Understanding the disparity in clinical course because of differences in initial recurrence patterns could lead to a more accurate estimation of prognosis and optimal treatment. Patients who underwent resection for pancreatic cancer between January 2003 and December 2016 were identified from a prospective database. We analyzed the association between clinicopathological information or survival outcomes and initial recurrence patterns. The most frequent recurrence pattern was locoregional recurrence (n = 84, 31.3%), followed by simultaneous multiple recurrences (n = 65, 24.2%), liver metastasis (n = 53, 19.8%), peritoneal dissemination (n = 41, 15.3%), and lung metastasis (n = 20, 7.5%).

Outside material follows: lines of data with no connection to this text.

// Copyright 2026 Anapaya Systems
//
// Licensed under the Apache License, Version 2.0 (the "License");
// you may not use this file except in compliance with the License.
// You may obtain a copy of the License at
//
//   http://www.apache.org/licenses/LICENSE-2.0
//
// Unless required by applicable law or agreed to in writing, software
// distributed under the License is distributed on an "AS IS" BASIS,
// WITHOUT WARRANTIES OR CONDITIONS OF ANY KIND, either express or implied.
// See the License for the specific language governing permissions and
// limitations under the License.

//! Error types returned by packet construction, parsing and reply generation.

use crate::{core::encode::InvalidStructureError, types::IfId};

/// Malformed or truncated packet data.
///
/// A packet that fails with a `FormatError` must be dropped.
#[derive(Debug, Clone, PartialEq, Eq, thiserror::Error)]
pub enum FormatError {
    /// The buffer is too small to contain the expected section
    #[error("Buffer too small at {at}: required {required}, actual {actual}")]
    BufferTooSmall {
        /// Section which could not be read
        at: &'static str,
        /// Number of bytes required
        required: usize,
        /// Number of bytes actually available
        actual: usize,
    },
    /// The SCION version is unsupported
    #[error("Unsupported version {0}")]
    UnsupportedVersion(u8),
    /// The host address type tag is not known
    #[error("Unknown host address type {0}")]
    UnknownHostAddrType(u8),
    /// The next header tag names neither an extension class nor a known transport protocol
    #[error("Unknown transport protocol {0}")]
    UnknownProtocol(u8),
    /// The advertised total length does not match the datagram length
    #[error("Invalid total length: advertised {advertised}, actual {actual}")]
    InvalidTotalLength {
        /// Advertised total length
        advertised: usize,
        /// Actual datagram length
        actual: usize,
    },
    /// The advertised header length is inconsistent with the address header or the datagram
    #[error("Invalid header length: advertised {advertised}, actual {actual}")]
    InvalidHeaderLength {
        /// Advertised header length in bytes
        advertised: usize,
        /// Smallest or largest acceptable header length in bytes
        actual: usize,
    },
    /// A section length is not a positive multiple of a line
    #[error("Misaligned {at}: length {len} is not a multiple of a line")]
    Misaligned {
        /// Misaligned section
        at: &'static str,
        /// Length of the section in bytes
        len: usize,
    },
    /// The current info or hop field pointer lies outside of the path section
    #[error("Invalid path pointers: info field {info}, hop field {hop}")]
    InvalidPathPointers {
        /// Info field offset from the packet start
        info: usize,
        /// Hop field offset from the packet start
        hop: usize,
    },
    /// A hop-by-hop extension follows an end-to-end extension
    #[error("Hop-by-hop extension after end-to-end extension")]
    ExtensionOrder,
    /// The structure cannot be encoded
    #[error(transparent)]
    InvalidStructure(#[from] InvalidStructureError),
}

/// The assembled packet would exceed the capacity of the packet buffer.
#[derive(Debug, Clone, Copy, PartialEq, Eq, thiserror::Error)]
#[error("Capacity exceeded at {at}: required {required}, capacity {capacity}")]
pub struct CapacityError {
    /// Section which did not fit
    pub at: &'static str,
    /// Number of bytes the packet needs up to the end of the section
    pub required: usize,
    /// Capacity of the packet buffer
    pub capacity: usize,
}

/// The path pointer cannot be advanced, or the current path fields cannot be read.
#[derive(Debug, Clone, PartialEq, Eq, thiserror::Error)]
pub enum PathError {
    /// The packet does not carry a path
    #[error("Packet has no path")]
    NoPath,
    /// The raw path does not consist of whole segments
    #[error("Malformed path: {0}")]
    Malformed(&'static str),
    /// There is no hop field left to advance to
    #[error("Path exhausted after hop field at {0}")]
    Exhausted(usize),
    /// A path field lies outside of the path
    #[error("Cannot read {field} at path offset {offset}")]
    UnreadableField {
        /// Name of the field
        field: &'static str,
        /// Offset of the field inside the path
        offset: usize,
    },
}

/// The router context cannot satisfy a lookup.
#[derive(Debug, Clone, PartialEq, Eq, thiserror::Error)]
pub enum ContextError {
    /// The packet was not received on an ingress channel
    #[error("Packet has no ingress binding")]
    MissingIngress,
    /// The interface is not configured
    #[error("Unknown interface {0}")]
    UnknownInterface(IfId),
    /// The local output channel is not configured
    #[error("Unknown local output {0}")]
    UnknownLocalOutput(usize),
}

/// Errors returned by operations on [`RtrPkt`](crate::rpkt::RtrPkt).
#[derive(Debug, Clone, PartialEq, Eq, thiserror::Error)]
pub enum RtrPktError {
    /// Malformed packet data
    #[error(transparent)]
    Format(#[from] FormatError),
    /// Packet buffer too small
    #[error(transparent)]
    Capacity(#[from] CapacityError),
    /// Path cannot be processed
    #[error(transparent)]
    Path(#[from] PathError),
    /// Router context lookup failed
    #[error(transparent)]
    Context(#[from] ContextError),
}
impl From<InvalidStructureError> for RtrPktError {
    fn from(e: InvalidStructureError) -> Self {
        RtrPktError::Format(e.into())
    }
}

In addition, survival outcomes were significantly longer in the lung metastasis group than in the other recurrence pattern group (recurrence-free survival, 18.2 vs 8.2 months, P < 0.001; overall survival, 86.4 vs 21.0 months, P < 0.001; and survival after recurrence, 37.1 vs 9.3 months, P < 0.001). The lung metastasis group had a significantly higher proportion of pancreatic body and tail cancer (P < 0.002) and arterial invasion (P = 0.006) than the other recurrence pattern group. Lung metastasis as an initial recurrence pattern frequently occurred in patients with body and tail cancer and patients with arterial invasion.